REQUIRED WORK
Everything from the line containing "pub mod entry;" through the line containing "the given annotations." in the listing below should be copied exactly, and nothing more.

▬▬▬

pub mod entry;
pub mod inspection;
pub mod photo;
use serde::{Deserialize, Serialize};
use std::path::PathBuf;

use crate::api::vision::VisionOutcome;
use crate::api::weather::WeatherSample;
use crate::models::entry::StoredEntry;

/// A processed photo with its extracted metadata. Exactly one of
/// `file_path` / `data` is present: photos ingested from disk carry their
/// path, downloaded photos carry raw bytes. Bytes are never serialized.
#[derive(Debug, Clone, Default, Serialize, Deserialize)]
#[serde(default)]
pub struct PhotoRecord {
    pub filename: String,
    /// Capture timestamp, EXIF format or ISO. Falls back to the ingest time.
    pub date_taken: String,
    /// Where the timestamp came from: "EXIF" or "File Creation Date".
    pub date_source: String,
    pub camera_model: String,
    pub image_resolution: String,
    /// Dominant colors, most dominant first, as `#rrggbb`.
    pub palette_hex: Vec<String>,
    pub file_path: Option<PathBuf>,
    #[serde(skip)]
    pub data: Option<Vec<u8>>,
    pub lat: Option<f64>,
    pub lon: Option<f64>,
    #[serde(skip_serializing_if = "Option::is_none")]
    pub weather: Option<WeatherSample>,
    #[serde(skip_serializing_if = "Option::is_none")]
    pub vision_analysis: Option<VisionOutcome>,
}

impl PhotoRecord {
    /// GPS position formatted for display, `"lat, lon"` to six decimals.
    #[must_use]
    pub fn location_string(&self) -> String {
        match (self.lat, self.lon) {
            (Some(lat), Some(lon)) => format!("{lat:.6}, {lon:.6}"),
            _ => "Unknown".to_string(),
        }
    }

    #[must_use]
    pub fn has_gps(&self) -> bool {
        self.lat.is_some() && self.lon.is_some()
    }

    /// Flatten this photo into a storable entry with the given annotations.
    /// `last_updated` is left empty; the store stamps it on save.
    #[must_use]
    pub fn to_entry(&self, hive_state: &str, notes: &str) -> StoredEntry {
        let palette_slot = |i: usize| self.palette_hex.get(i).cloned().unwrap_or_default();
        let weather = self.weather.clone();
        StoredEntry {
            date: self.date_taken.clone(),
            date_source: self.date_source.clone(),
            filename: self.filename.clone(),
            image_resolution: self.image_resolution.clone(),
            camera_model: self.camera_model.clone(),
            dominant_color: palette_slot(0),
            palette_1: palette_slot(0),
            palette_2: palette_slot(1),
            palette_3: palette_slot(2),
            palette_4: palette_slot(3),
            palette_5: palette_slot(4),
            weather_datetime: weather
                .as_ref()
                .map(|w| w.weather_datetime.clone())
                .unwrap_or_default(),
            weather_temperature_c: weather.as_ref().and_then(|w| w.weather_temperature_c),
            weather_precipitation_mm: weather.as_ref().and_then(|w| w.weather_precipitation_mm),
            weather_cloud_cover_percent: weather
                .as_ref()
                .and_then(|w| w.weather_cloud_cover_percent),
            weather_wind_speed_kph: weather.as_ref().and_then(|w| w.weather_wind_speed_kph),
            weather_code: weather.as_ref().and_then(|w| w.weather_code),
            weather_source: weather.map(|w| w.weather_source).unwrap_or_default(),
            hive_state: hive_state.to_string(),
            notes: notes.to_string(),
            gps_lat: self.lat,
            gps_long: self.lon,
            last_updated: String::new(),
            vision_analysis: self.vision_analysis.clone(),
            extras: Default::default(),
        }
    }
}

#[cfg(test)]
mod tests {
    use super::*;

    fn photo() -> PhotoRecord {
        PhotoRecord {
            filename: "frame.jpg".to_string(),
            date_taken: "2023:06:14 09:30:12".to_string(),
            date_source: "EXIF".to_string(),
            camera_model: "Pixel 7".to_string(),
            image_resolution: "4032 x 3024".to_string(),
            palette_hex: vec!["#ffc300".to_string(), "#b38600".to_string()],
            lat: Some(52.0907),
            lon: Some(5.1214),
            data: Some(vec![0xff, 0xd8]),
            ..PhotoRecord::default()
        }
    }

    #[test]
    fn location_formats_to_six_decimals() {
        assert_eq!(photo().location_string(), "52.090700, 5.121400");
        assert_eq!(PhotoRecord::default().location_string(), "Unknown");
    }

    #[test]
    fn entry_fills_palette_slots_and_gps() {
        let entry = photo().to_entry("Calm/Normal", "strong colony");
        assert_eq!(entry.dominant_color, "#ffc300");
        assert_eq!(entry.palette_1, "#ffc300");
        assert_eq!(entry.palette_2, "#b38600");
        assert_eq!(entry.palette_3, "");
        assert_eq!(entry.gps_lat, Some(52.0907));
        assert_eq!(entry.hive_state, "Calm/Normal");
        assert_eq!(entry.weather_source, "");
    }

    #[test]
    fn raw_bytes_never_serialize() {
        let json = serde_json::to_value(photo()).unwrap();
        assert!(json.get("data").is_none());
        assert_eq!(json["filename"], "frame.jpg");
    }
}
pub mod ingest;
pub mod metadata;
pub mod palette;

▬▬▬

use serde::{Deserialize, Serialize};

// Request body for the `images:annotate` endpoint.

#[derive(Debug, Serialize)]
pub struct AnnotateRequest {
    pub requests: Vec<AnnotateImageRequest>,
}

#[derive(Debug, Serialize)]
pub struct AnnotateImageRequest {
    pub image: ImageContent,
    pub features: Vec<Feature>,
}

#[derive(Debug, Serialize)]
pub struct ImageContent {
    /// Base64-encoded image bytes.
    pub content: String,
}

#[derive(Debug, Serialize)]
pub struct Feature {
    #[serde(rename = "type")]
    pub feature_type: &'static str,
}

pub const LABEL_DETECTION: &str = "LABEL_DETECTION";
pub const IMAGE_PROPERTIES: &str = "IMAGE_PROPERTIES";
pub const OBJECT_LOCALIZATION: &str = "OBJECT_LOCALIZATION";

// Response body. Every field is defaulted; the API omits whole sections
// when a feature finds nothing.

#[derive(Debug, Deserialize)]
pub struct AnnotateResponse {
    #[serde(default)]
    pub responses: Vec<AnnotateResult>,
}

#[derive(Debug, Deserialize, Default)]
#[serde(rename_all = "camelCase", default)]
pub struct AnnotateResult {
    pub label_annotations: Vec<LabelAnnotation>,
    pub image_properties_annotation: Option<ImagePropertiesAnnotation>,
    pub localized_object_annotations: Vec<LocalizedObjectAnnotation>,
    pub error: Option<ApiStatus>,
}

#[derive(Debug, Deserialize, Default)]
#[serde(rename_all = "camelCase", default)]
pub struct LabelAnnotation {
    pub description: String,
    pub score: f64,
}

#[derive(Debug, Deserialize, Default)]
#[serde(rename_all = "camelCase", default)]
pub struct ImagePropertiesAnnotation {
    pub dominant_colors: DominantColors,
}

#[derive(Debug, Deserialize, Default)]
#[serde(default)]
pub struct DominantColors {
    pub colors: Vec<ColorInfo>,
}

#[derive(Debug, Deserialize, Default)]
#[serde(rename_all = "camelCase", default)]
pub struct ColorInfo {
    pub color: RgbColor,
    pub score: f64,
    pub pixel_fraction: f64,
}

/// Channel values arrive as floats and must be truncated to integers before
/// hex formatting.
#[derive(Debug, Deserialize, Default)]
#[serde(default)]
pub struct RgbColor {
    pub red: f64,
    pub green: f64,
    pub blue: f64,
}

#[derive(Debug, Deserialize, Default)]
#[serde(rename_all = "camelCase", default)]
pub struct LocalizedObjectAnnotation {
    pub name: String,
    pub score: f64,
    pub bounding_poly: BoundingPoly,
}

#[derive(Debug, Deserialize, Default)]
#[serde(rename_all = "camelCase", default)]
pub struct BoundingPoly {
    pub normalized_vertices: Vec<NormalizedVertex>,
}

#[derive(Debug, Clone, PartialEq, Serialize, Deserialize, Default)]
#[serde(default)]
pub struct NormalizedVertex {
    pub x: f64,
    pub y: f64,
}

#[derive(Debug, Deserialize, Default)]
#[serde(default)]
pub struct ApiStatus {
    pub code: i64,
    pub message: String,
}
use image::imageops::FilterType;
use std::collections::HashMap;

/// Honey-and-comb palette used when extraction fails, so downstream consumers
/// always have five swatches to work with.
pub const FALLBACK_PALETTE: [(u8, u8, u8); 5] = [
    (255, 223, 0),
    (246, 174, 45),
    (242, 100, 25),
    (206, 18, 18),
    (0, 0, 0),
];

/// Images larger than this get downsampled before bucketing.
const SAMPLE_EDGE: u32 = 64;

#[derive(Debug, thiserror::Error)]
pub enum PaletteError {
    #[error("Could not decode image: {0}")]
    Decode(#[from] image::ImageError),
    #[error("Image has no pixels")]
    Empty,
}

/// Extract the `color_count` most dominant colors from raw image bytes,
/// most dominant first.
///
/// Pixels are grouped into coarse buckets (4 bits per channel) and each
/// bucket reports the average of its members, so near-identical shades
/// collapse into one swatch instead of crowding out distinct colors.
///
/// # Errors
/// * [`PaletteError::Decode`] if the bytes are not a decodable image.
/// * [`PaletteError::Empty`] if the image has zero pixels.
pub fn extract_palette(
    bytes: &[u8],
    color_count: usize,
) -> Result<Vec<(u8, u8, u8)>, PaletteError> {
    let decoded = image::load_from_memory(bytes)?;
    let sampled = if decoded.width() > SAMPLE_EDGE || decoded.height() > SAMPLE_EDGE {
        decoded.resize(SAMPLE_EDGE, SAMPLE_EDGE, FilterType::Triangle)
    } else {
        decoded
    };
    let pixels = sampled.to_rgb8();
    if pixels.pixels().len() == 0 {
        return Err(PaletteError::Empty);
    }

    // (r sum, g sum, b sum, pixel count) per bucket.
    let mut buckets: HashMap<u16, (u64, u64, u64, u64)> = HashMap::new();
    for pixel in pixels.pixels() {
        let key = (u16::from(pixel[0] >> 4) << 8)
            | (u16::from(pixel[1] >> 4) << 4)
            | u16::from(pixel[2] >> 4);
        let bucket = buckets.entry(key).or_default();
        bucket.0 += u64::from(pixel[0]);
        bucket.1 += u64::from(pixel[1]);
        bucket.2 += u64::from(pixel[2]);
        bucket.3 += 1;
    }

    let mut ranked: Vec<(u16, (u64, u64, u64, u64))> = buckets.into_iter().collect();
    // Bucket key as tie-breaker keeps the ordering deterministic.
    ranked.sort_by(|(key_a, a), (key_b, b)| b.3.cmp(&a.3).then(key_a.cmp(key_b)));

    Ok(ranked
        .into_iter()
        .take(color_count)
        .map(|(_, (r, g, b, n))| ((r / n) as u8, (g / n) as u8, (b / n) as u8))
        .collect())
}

▬▬▬

ANSWER FOR THE TASK
pub mod entry;
pub mod inspection;
pub mod photo;
use serde::{Deserialize, Serialize};
use std::path::PathBuf;

use crate::api::vision::VisionOutcome;
use crate::api::weather::WeatherSample;
use crate::models::entry::StoredEntry;

/// A processed photo with its extracted metadata. Exactly one of
/// `file_path` / `data` is present: photos ingested from disk carry their
/// path, downloaded photos carry raw bytes. Bytes are never serialized.
#[derive(Debug, Clone, Default, Serialize, Deserialize)]
#[serde(default)]
pub struct PhotoRecord {
    pub filename: String,
    /// Capture timestamp, EXIF format or ISO. Falls back to the ingest time.
    pub date_taken: String,
    /// Where the timestamp came from: "EXIF" or "File Creation Date".
    pub date_source: String,
    pub camera_model: String,
    pub image_resolution: String,
    /// Dominant colors, most dominant first, as `#rrggbb`.
    pub palette_hex: Vec<String>,
    pub file_path: Option<PathBuf>,
    #[serde(skip)]
    pub data: Option<Vec<u8>>,
    pub lat: Option<f64>,
    pub lon: Option<f64>,
    #[serde(skip_serializing_if = "Option::is_none")]
    pub weather: Option<WeatherSample>,
    #[serde(skip_serializing_if = "Option::is_none")]
    pub vision_analysis: Option<VisionOutcome>,
}

impl PhotoRecord {
    /// GPS position formatted for display, `"lat, lon"` to six decimals.
    #[must_use]
    pub fn location_string(&self) -> String {
        match (self.lat, self.lon) {
            (Some(lat), Some(lon)) => format!("{lat:.6}, {lon:.6}"),
            _ => "Unknown".to_string(),
        }
    }

    #[must_use]
    pub fn has_gps(&self) -> bool {
        self.lat.is_some() && self.lon.is_some()
    }

    /// Flatten this photo into a storable entry with the given annotations.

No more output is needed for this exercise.